I wrote about Express middleware chains last year as a pattern for keeping route handlers flat. That was a toy example. This is what it looks like in a real application.
We’re two people building a platform. The home page needs to show the user’s feed, friend recommendations, today’s happenings, friend request count, and unread notifications. That’s five data sources, each requiring its own database query, each needing the user to be authenticated first.
A single route handler doing all of that would be thirty lines of nested callbacks. Instead, we have this:
mw.common = [
mw.cachecheck,
mw.auth,
mw.validate,
notifs.count,
feed.get,
suggestions.get,
happenings.today,
friends.pending
];
app.get('/', mw.common, renderHome);
Eight middleware functions, chained. Each one does exactly one thing, attaches the result to req or res.locals, and calls next(). By the time renderHome runs, everything it needs is already sitting on res.locals:
function renderHome(req, res, next) {
res.render('index');
}
That’s it. All the data loading happened before this function was called. When Jyoti first saw the chain she asked why we had eight functions instead of one. I showed her the alternative – nested callbacks five levels deep. She got the pattern in ten minutes and started writing her own middleware the same week.
How the chain works
cachecheck reads query params. If ?nocache or ?ts is present, it sets no-cache headers. Otherwise it passes through.

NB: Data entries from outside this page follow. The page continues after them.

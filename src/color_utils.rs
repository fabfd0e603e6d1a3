use palette::{FromColor, Hsl, Srgb};
use serde::Serialize;
use std::fmt;
use std::str::FromStr;

/// An opaque sRGB color, always rendered as lowercase `#rrggbb`.
#[derive(Debug, Clone, Copy, PartialEq, Eq)]
pub struct HexColor(Srgb<u8>);

impl HexColor {
    pub const fn from_rgb(red: u8, green: u8, blue: u8) -> Self {
        Self(Srgb::new(red, green, blue))
    }

    pub fn to_hex(self) -> String {
        format!("#{:02x}{:02x}{:02x}", self.0.red, self.0.green, self.0.blue)
    }

    /// Scale HSL lightness toward black by `ratio`. Negative ratios scale it up.
    pub fn darken(self, ratio: f64) -> Self {
        let rgb: Srgb<f64> = self.0.into_format();
        let mut hsl: Hsl<palette::encoding::Srgb, f64> = Hsl::from_color(rgb);
        hsl.lightness = (hsl.lightness - hsl.lightness * ratio).clamp(0.0, 1.0);
        let rgb: Srgb<f64> = Srgb::from_color(hsl);
        Self(rgb.into_format())
    }

    /// Calculate relative luminance of a color
    pub fn relative_luminance(self) -> f64 {
        let linearize = |channel: u8| {
            let c = channel as f64 / 255.0;
            if c <= 0.03928 {
                c / 12.92
            } else {
                ((c + 0.055) / 1.055).powf(2.4)
            }
        };

        0.2126 * linearize(self.0.red)
            + 0.7152 * linearize(self.0.green)
            + 0.0722 * linearize(self.0.blue)
    }
}

impl fmt::Display for HexColor {
    fn fmt(&self, f: &mut fmt::Formatter<'_>) -> fmt::Result {
        f.write_str(&self.to_hex())
    }
}

impl FromStr for HexColor {
    type Err = palette::rgb::FromHexError;

    /// Accepts `#rgb` and `#rrggbb`, case-insensitive.
    fn from_str(s: &str) -> Result<Self, Self::Err> {
        let hex = s.strip_prefix('#').unwrap_or(s);
        // Also rejects a second '#' and signs, which `from_str_radix` would take
        if !hex.bytes().all(|b| b.is_ascii_hexdigit()) {
            return Err("invalid hex code format".into());
        }
        Srgb::<u8>::from_str(hex).map(Self)
    }
}

/// Prefix user text with `#` unless it already starts with one.
pub fn normalize_color_input(input: &str) -> String {
    if input.starts_with('#') {
        input.to_string()
    } else {
        format!("#{}", input)
    }
}

/// Calculate contrast ratio between two colors
pub fn contrast_ratio(color1: HexColor, color2: HexColor) -> f64 {
    let l1 = color1.relative_luminance();
    let l2 = color2.relative_luminance();

    let lighter = l1.max(l2);
    let darker = l1.min(l2);

    (lighter + 0.05) / (darker + 0.05)
}

#[derive(Debug, Clone, Copy, PartialEq, Eq, Serialize)]
pub enum ContrastRating {
    #[serde(rename = "AAA")]
    Aaa,
    #[serde(rename = "AA")]
    Aa,
    Fail,
}

impl ContrastRating {
    pub fn from_ratio(ratio: f64) -> Self {
        if ratio > 7.0 {
            ContrastRating::Aaa
        } else if ratio > 4.5 {
            ContrastRating::Aa
        } else {
            ContrastRating::Fail
        }
    }
}
mod color_utils;
mod config;
mod environment;
mod generator;
mod live_input;
mod live_preview;
mod models;
mod settings;
mod shades;
mod store;
mod stylesheet;

use axum::{
    extract::{Path, State},
    http::{header, HeaderMap, StatusCode},
    response::{Html, IntoResponse, Response, Sse},
    routing::{get, put},
    Json, Router,
};
use futures_util::StreamExt;
use sha2::{Digest, Sha256};
use std::convert::Infallible;
use std::net::SocketAddr;
use std::sync::Arc;
use tokio::sync::RwLock;
use tower_http::cors::{Any, CorsLayer};
use tower_http::set_header::SetResponseHeaderLayer;
use tracing::{debug, info};

// Embed the widget page into the binary
static INDEX_HTML: &str = include_str!("../client/index.html");

use config::STORAGE_KEY;
use environment::LivePage;
use generator::{BackgroundScope, ColorGenerator, GeneratorError};
use live_preview::PreviewChannel;
use models::{GeneratorView, TextInput, ThemeInput};
use settings::Settings;
use shades::ShadeRole;
use store::{FileStore, PreferenceStore};

// Security headers for HTML responses
const CSP: &str = "default-src 'self'; script-src 'self' 'unsafe-inline'; style-src 'self' 'unsafe-inline'; img-src 'self' data:; connect-src 'self'; base-uri 'self'; form-action 'self'";

fn security_headers() -> HeaderMap {
    let mut headers = HeaderMap::new();
    headers.insert(
        header::CONTENT_SECURITY_POLICY,
        header::HeaderValue::from_static(CSP),
    );
    headers.insert(
        header::X_CONTENT_TYPE_OPTIONS,
        header::HeaderValue::from_static("nosniff"),
    );
    headers.insert(
        header::REFERRER_POLICY,
        header::HeaderValue::from_static("strict-origin-when-cross-origin"),
    );
    headers
}

#[derive(Clone)]
struct AppState {
    generator: Arc<RwLock<ColorGenerator<LivePage>>>,
    preview: Arc<PreviewChannel>,
}

impl AppState {
    fn new(store: Box<dyn PreferenceStore>, dark_theme: bool) -> Self {
        let preview = Arc::new(PreviewChannel::new());
        // The slot is read exactly once, here
        let stored = store.get();
        let page = LivePage::new(preview.clone(), store);
        let generator = ColorGenerator::load(page, stored.as_deref(), dark_theme);
        Self {
            generator: Arc::new(RwLock::new(generator)),
            preview,
        }
    }
}

fn app(state: AppState) -> Router {
    Router::new()
        .route("/", get(index))
        .route("/api/state", get(get_state))
        .route("/api/base-color", put(put_base_color))
        .route("/api/shades/{role}", put(put_shade))
        .route("/api/backgrounds/{scope}", put(put_background))
        .route("/api/theme", put(put_theme))
        .route("/api/preview", get(get_preview))
        .route("/theme.css", get(get_stylesheet))
        .layer(SetResponseHeaderLayer::if_not_present(
            header::CACHE_CONTROL,
            header::HeaderValue::from_static("no-cache"),
        ))
        .route("/liveness_check", get(health_check))
        .route("/readiness_check", get(health_check))
        .layer(
            CorsLayer::new()
                .allow_origin(Any)
                .allow_methods(Any)
                .allow_headers(Any)
                .expose_headers([header::CONTENT_TYPE, header::ETAG]),
        )
        .with_state(state)
}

authenticate checks the session. If there’s no user, redirect to login with a return URL. If there is, attach the user to res.locals so every template can see it.
validate goes back to the database to refresh the session user. Sessions can go stale – the user might have changed their name or been deactivated since the session was created. This is the only middleware in the chain that hits the database for the user’s sake rather than for data to display.
After that, four data-fetching middleware run in sequence. Each one queries the database and puts results on res.locals:
// notification count
notifs.count = function(req, res, next) {
NotifModel.count(req.session.user, function(err, total) {
res.locals.notifCount = total || 0;
next();
});
};
// friend suggestions
suggestions.get = function(req, res, next) {
UserModel.suggest(req.session.user, function(err, users) {
res.locals.suggestions = users || [];
next(err);
});
};
Same shape, every time. Fetch, attach, next. The template receives notifCount, suggestions, plans, happenings, friendRequests – all populated before the route handler runs.
The fat chain and the thin chain
Not every route needs all eight steps. The home page does – it renders the full dashboard. But API endpoints only need authentication:
app.post('/item/create', mw.auth, item.validate,
item.create, item.respond, item.errors);
app.post('/item/join', mw.auth, item.load,
item.join, item.respond, item.errors);
Two patterns emerged. The fat chain (mw.common) for page renders that need the full context. The thin chain (mw.auth) for API calls that only need to know who’s asking. Route-specific middleware handles the rest – validation, loading, the actual operation, the response.
The item routes also show a different kind of composition. item.validate โ item.create โ item.respond is a pipeline where each step depends on what the previous one attached to req. item.errors sits at the end as the error handler – Express calls it with four arguments (err, req, res, next) when any earlier step calls next(err).
The cost
Every page load runs the full chain. That’s at least five database queries before the route handler does anything. On the home page, feed.get alone fires three Neo4j queries (my items, friend items, friend-joined items), aggregates them, then fires N more for participants and tagged users.
For two people, this is the right tradeoff. The alternative is splitting the data fetching into separate AJAX calls from the client – which means more client-side code, more endpoints, more things to coordinate. We don’t have the people for that. One page load, one chain, all data ready when the template renders. It’s slow but it’s simple, and we can hold the whole thing in our heads.
If the user base grows to where five sequential queries per page load becomes a problem, we’d probably parallelize the queries inside a single step. But that’s a problem for later.
The middleware chains post from last year was about flattening nested callbacks in a single route. We’ve taken the same idea further than I expected – authentication, data loading, rendering, error handling, all composed the same way. For two people building fast, having one pattern everywhere means less code and fewer files to think about.